According to Reff during an interview with Pharmacy Times, access and affordability of medications can help ensure a patient will stay on at the cancer center for as long as possible. “That’s what quality, coordinated care is all about,” Reff said. “That continuity of care is the underpinning of medically integrated oncology practice, whether you’re at [a large cancer center] or in the community setting.”

Another area where siloed care can become more visible is in the approval process for a patient to start a medication, according to Dave. “Right now, we [conduct] precision health testing [and] broad panel testing, and you have to get prior authorization for that. If you have a mutation that’s actionable, you have to get a prior authorization for the drug. Every step of the way, there are scans or tests that need to be done, and even though it’s the same insurance company [and] the same diagnosis code…you’re still having to jump through hoops. And all these situations should all be connected,” Dave said. “So there’s a communication barrier internally within the prior authorization process and even between where you get your scan and where you get your drugs from. I think those are some of the biggest challenges we’ve seen.”

Panelist Scott Freeswick, PharmD, MS, Vice president and CPO at Memorial Sloan Kettering (MSK) Cancer Center in New York, New York, explained that the challenges related to siloed care at Texas Oncology noted by Dave are similar to those at MSK Cancer Center. As one of the largest cancer centers in the country, MSK Cancer Center has 14 buildings with 18 pharmacies. Thousands of patients are cared for in this cancer center every day, with approximately 300,000 chemotherapy doses given every year, according to Freeswick.

“All the challenges that Neil pointed out are the same. At our specialty pharmacy, unlike what Neil was describing, we have 1 centralized pharmacy, and what we do is carry the medication either to the clinic where the patient will pick it up, or the patient can get it at home. But the prior authorizations are a big pain point for us, [because we need to make] sure these patients get their drugs on time, whether it’s an infusion therapy scheduled in the clinic or a take-home medication,” Freeswick said. “There are so many challenges. We try to keep the care within MSK, but if a patient’s forced to go off-site for care, then those silos start happening. The patient unfortunately suffers [as a result], and there may often be a delay in care as well.”

Freeswick noted that coordinated, tailored education for each patient can be crucial to make sure that patients aren’t confused by the information they are receiving from each HCP they meet with on their care journey.

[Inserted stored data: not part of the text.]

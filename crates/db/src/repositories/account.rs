//! Account repository for current account database operations.
//!
//! One account per person, keyed `(kind, owner_id)`. Creation always goes
//! through insert-on-conflict plus re-select so concurrent callers converge
//! on the same row.

use rust_decimal::Decimal;
use sea_orm::sea_query::OnConflict;
use sea_orm::{
    ColumnTrait, ConnectionTrait, DatabaseConnection, DbErr, EntityTrait, JoinType, QueryFilter,
    QuerySelect, RelationTrait, Set,
};
use std::collections::HashMap;
use uuid::Uuid;

use crate::entities::{
    accounts, applications, obligations, payments,
    sea_orm_active_enums::{
        AccountKind, ObligationKind, ObligationState, PaymentDirection, PaymentState,
    },
};

/// Error types for account operations.
#[derive(Debug, thiserror::Error)]
pub enum AccountError {
    /// Account not found.
    #[error("Account not found: {0}")]
    NotFound(Uuid),

    /// Database error.
    #[error("Database error: {0}")]
    Database(#[from] DbErr),
}

/// Balance summary of one guardian account.
#[derive(Debug, Clone, serde::Serialize)]
pub struct GuardianAccountSummary {
    /// Account ID.
    pub account_id: Uuid,
    /// Guardian who owns the account.
    pub guardian_id: Uuid,
    /// Sum of `remaining` over pending charge obligations.
    pub pending_debt: Decimal,
    /// Confirmed inflows not yet applied to any obligation.
    pub credit_balance: Decimal,
    /// `pending_debt - credit_balance`: what the guardian still owes.
    pub net_balance: Decimal,
}

/// Balance summary of one tutor account.
#[derive(Debug, Clone, serde::Serialize)]
pub struct TutorAccountSummary {
    /// Account ID.
    pub account_id: Uuid,
    /// Tutor who owns the account.
    pub tutor_id: Uuid,
    /// Sum of `remaining` over pending payout obligations.
    pub payable: Decimal,
    /// Confirmed outflows already paid to the tutor.
    pub paid: Decimal,
}

/// Inserts the account row if absent and returns the stored row.
///
/// Insert-on-conflict-do-nothing then re-select; concurrent callers race on
/// `UNIQUE (kind, owner_id)` and all land on the same row. Generic over the
/// connection so workflows can call it inside their own transaction.
///
/// # Errors
///
/// Returns an error if the database operation fails.
pub async fn get_or_create<C: ConnectionTrait>(
    conn: &C,
    kind: AccountKind,
    owner_id: Uuid,
) -> Result<accounts::Model, AccountError> {
    let row = accounts::ActiveModel {
        id: Set(Uuid::now_v7()),
        kind: Set(kind.clone()),
        owner_id: Set(owner_id),
        created_at: Set(chrono::Utc::now().into()),
    };

    accounts::Entity::insert(row)
        .on_conflict(
            OnConflict::columns([accounts::Column::Kind, accounts::Column::OwnerId])
                .do_nothing()
                .to_owned(),
        )
        .exec_without_returning(conn)
        .await?;

    let stored = accounts::Entity::find()
        .filter(accounts::Column::Kind.eq(kind))
        .filter(accounts::Column::OwnerId.eq(owner_id))
        .one(conn)
        .await?
        .ok_or_else(|| DbErr::RecordNotFound(format!("account for owner {owner_id}")))?;

    Ok(stored)
}

/// Account repository for current account operations.
#[derive(Debug, Clone)]
pub struct AccountRepository {
    db: DatabaseConnection,
}

impl AccountRepository {
    /// Creates a new account repository.
    #[must_use]
    pub const fn new(db: DatabaseConnection) -> Self {
        Self { db }
    }

    /// Returns the account for `(kind, owner_id)`, creating it if absent.
    ///
    /// # Errors
    ///
    /// Returns an error if the database operation fails.
    pub async fn get_or_create(
        &self,
        kind: AccountKind,
        owner_id: Uuid,
    ) -> Result<accounts::Model, AccountError> {
        get_or_create(&self.db, kind, owner_id).await
    }

    /// Returns an account by ID.
    ///
    /// # Errors
    ///
    /// Returns an error if the account does not exist or the database
    /// operation fails.
    pub async fn get(&self, account_id: Uuid) -> Result<accounts::Model, AccountError> {
        accounts::Entity::find_by_id(account_id)
            .one(&self.db)
            .await?
            .ok_or(AccountError::NotFound(account_id))
    }

    /// Balance summaries for every guardian account.
    ///
    /// `credit_balance` is confirmed inflows minus the applications carved
    /// out of them; it is always derived, never stored.
    ///
    /// # Errors
    ///
    /// Returns an error if a database operation fails.
    pub async fn guardian_summaries(&self) -> Result<Vec<GuardianAccountSummary>, AccountError> {
        let accounts = accounts::Entity::find()
            .filter(accounts::Column::Kind.eq(AccountKind::Guardian))
            .all(&self.db)
            .await?;

        let pending = self
            .pending_remaining_by_account(ObligationKind::ChargeSession)
            .await?;
        let inflows = self
            .confirmed_totals_by_account(PaymentDirection::Inflow)
            .await?;
        let applied = self
            .applied_totals_by_account(PaymentDirection::Inflow)
            .await?;

        let summaries = accounts
            .into_iter()
            .map(|account| {
                let pending_debt = pending.get(&account.id).copied().unwrap_or_default();
                let collected = inflows.get(&account.id).copied().unwrap_or_default();
                let consumed = applied.get(&account.id).copied().unwrap_or_default();
                let credit_balance = collected - consumed;
                GuardianAccountSummary {
                    account_id: account.id,
                    guardian_id: account.owner_id,
                    pending_debt,
                    credit_balance,
                    net_balance: pending_debt - credit_balance,
                }
            })
            .collect();

        Ok(summaries)
    }

    /// Balance summaries for every tutor account.
    ///
    /// # Errors
    ///
    /// Returns an error if a database operation fails.
    pub async fn tutor_summaries(&self) -> Result<Vec<TutorAccountSummary>, AccountError> {
        let accounts = accounts::Entity::find()
            .filter(accounts::Column::Kind.eq(AccountKind::Tutor))
            .all(&self.db)
            .await?;

        let payable = self
            .pending_remaining_by_account(ObligationKind::PayoutSession)
            .await?;
        let paid = self
            .confirmed_totals_by_account(PaymentDirection::Outflow)
            .await?;

        let summaries = accounts
            .into_iter()
            .map(|account| TutorAccountSummary {
                account_id: account.id,
                tutor_id: account.owner_id,
                payable: payable.get(&account.id).copied().unwrap_or_default(),
                paid: paid.get(&account.id).copied().unwrap_or_default(),
            })
            .collect();

        Ok(summaries)
    }

    /// Sums `remaining` over pending obligations of one kind, per account.
    async fn pending_remaining_by_account(
        &self,
        kind: ObligationKind,
    ) -> Result<HashMap<Uuid, Decimal>, AccountError> {
        let rows: Vec<(Uuid, Option<Decimal>)> = obligations::Entity::find()
            .select_only()
            .column(obligations::Column::AccountId)
            .column_as(obligations::Column::Remaining.sum(), "total")
            .filter(obligations::Column::Kind.eq(kind))
            .filter(obligations::Column::State.eq(ObligationState::Pending))
            .group_by(obligations::Column::AccountId)
            .into_tuple()
            .all(&self.db)
            .await?;

        Ok(collect_totals(rows))
    }

    /// Sums confirmed payment amounts in one direction, per account.
    async fn confirmed_totals_by_account(
        &self,
        direction: PaymentDirection,
    ) -> Result<HashMap<Uuid, Decimal>, AccountError> {
        let rows: Vec<(Uuid, Option<Decimal>)> = payments::Entity::find()
            .select_only()
            .column(payments::Column::AccountId)
            .column_as(payments::Column::Amount.sum(), "total")
            .filter(payments::Column::Direction.eq(direction))
            .filter(payments::Column::State.is_in([PaymentState::Completed, PaymentState::Verified]))
            .group_by(payments::Column::AccountId)
            .into_tuple()
            .all(&self.db)
            .await?;

        Ok(collect_totals(rows))
    }

    /// Sums application amounts carved out of one direction's payments, per
    /// account.
    async fn applied_totals_by_account(
        &self,
        direction: PaymentDirection,
    ) -> Result<HashMap<Uuid, Decimal>, AccountError> {
        let rows: Vec<(Uuid, Option<Decimal>)> = applications::Entity::find()
            .select_only()
            .column(payments::Column::AccountId)
            .column_as(applications::Column::Amount.sum(), "total")
            .join(JoinType::InnerJoin, applications::Relation::Payments.def())
            .filter(payments::Column::Direction.eq(direction))
            .group_by(payments::Column::AccountId)
            .into_tuple()
            .all(&self.db)
            .await?;

        Ok(collect_totals(rows))
    }
}

fn collect_totals(rows: Vec<(Uuid, Option<Decimal>)>) -> HashMap<Uuid, Decimal> {
    rows.into_iter()
        .map(|(account_id, total)| (account_id, total.unwrap_or_default()))
        .collect()
}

Notably, just as a patient can be undereducated on their care and treatment, they can also be overeducated as well, which can lead to confusion for the patient, according to Freeswick.

“We work together with the care team to not overeducate,” Freeswick said. “Having all that [information] together in 1 coordinated education [session] for a patient [can help].”

Ultimately, McCullough noted that coordinating education efforts/process is a key component of effectively addressing silos among HCPs as well as keeping communication consistent and clear for patients. Specifically, coordinated, tailored education can help drive oncology care quality. Education sheets, such as those provided by NCODA on their website, can be used by all HCPs, including physicians, to make sure that education is consistent and clear.

“If the physician is an educator, they can pull up that sheet. If the APP wants to educate, maybe they could use the same sheet,” McCullough said. “In the end, the patient has 1 resource that they’re referencing and not a lot of similar but potentially different information they’re receiving.”

Reference

Reff M, McCullough S, Freeswick S, Dave N. Beyond silos: how an integrated care team elevates patient care. Presented at: AXS24 Summit; April 28-May 2, 2024; Las Vegas, NV.